Whenever a line in the data below includes the string "crate", copy it out.

___ MATERIAL FOR THE TASK ___

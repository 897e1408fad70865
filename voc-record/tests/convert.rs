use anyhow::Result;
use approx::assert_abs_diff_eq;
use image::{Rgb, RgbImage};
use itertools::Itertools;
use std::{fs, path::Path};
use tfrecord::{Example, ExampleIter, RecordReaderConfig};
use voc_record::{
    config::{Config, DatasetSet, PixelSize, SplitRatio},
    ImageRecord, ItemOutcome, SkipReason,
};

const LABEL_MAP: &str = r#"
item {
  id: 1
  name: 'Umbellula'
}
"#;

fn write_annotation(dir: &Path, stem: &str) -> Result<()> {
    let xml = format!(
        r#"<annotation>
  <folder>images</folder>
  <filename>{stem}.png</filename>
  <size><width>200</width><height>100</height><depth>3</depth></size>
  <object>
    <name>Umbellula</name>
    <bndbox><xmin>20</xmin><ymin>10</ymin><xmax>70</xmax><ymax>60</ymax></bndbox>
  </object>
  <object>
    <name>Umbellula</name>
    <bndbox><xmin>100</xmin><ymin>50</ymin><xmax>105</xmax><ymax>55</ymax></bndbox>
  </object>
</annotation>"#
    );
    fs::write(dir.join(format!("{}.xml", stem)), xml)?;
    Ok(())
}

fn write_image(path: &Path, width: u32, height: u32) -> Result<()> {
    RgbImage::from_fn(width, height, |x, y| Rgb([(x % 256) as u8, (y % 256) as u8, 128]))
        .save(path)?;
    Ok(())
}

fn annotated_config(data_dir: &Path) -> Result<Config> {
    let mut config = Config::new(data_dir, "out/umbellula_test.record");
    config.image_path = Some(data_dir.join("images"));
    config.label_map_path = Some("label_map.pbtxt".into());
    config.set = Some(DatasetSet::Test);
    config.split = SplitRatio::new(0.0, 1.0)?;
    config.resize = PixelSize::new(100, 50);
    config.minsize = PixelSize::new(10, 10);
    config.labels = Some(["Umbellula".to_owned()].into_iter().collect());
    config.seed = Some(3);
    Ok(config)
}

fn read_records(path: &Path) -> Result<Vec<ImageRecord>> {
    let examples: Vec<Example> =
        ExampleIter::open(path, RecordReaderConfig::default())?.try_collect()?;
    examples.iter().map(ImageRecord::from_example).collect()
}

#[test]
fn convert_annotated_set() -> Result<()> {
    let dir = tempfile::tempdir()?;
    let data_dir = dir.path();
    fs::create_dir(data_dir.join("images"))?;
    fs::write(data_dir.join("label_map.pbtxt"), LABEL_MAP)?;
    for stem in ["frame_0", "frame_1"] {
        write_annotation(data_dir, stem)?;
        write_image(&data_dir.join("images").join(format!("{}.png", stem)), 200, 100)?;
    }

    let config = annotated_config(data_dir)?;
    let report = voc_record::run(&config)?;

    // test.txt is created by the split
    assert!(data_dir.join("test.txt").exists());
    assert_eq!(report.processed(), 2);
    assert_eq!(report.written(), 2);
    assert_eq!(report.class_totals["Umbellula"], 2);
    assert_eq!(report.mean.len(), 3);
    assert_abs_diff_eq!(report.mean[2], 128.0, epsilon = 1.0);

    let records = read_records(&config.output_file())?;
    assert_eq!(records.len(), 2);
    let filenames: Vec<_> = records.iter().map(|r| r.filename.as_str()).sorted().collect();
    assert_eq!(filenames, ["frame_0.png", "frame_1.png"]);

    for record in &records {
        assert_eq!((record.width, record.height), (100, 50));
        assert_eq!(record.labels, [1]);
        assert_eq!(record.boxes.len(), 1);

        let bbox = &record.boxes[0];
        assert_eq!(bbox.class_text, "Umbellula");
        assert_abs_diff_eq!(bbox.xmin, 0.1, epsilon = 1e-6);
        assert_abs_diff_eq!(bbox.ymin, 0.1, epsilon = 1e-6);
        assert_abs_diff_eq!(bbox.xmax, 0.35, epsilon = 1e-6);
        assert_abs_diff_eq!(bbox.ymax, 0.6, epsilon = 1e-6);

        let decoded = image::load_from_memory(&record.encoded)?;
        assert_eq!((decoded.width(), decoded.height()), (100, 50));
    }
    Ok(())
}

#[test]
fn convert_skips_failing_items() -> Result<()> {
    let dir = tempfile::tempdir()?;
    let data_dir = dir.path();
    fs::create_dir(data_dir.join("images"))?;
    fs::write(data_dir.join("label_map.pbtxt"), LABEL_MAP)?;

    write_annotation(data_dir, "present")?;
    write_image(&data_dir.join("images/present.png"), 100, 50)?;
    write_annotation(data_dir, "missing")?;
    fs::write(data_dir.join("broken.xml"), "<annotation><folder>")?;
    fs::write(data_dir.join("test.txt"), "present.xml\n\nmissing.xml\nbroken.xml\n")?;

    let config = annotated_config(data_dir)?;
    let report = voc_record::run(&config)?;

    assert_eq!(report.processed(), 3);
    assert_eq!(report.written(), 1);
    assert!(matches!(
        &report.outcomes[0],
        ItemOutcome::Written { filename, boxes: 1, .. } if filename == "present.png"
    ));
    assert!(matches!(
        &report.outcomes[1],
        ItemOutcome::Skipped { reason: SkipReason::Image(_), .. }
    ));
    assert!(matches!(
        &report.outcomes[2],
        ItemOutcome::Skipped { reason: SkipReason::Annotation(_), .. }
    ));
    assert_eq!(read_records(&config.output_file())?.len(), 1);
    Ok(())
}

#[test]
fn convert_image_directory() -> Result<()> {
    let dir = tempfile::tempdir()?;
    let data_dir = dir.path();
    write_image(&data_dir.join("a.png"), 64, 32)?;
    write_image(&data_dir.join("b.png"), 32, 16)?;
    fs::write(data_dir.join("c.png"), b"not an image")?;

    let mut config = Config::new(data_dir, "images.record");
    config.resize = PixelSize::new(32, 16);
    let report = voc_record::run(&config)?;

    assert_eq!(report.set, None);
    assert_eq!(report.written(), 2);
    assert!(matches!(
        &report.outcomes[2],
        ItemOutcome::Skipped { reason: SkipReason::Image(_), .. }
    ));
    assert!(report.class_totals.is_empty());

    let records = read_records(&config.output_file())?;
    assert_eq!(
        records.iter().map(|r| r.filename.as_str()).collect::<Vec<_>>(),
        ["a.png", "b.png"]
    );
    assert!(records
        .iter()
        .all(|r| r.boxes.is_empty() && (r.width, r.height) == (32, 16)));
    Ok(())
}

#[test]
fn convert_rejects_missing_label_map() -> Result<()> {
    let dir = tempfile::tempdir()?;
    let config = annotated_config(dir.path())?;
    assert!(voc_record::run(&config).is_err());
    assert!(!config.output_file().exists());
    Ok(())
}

___
___ MATERIAL FOR THE TASK ___

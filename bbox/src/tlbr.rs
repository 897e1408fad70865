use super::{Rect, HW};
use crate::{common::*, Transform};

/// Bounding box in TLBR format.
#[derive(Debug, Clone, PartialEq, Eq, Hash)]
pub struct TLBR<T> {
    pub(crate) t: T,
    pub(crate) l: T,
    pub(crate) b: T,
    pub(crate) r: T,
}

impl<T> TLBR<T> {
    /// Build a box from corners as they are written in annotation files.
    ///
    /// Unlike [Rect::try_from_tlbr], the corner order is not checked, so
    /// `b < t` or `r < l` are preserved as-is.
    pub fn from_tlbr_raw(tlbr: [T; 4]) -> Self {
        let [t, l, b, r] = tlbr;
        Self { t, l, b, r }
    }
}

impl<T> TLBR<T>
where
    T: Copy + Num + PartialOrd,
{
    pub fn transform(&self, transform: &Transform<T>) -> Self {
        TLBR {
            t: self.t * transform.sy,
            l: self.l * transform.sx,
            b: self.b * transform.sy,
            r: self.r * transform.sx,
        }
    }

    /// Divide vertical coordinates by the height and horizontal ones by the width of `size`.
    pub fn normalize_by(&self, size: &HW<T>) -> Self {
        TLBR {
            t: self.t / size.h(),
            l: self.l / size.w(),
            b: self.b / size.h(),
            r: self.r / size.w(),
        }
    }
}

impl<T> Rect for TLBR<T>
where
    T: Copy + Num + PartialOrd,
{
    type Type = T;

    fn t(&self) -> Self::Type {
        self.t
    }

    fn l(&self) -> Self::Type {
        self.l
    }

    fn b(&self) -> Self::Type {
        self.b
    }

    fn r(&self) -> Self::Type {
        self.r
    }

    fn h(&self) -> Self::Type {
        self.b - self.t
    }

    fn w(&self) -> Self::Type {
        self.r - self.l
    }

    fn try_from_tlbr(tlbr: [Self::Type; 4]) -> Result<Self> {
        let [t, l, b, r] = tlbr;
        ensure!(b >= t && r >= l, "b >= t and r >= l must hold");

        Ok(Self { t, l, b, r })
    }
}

___

*RESPONSE AREA*
use crate::{common::*, Transform};
    pub(crate) t: T,
    pub(crate) l: T,
    pub(crate) b: T,
    pub(crate) r: T,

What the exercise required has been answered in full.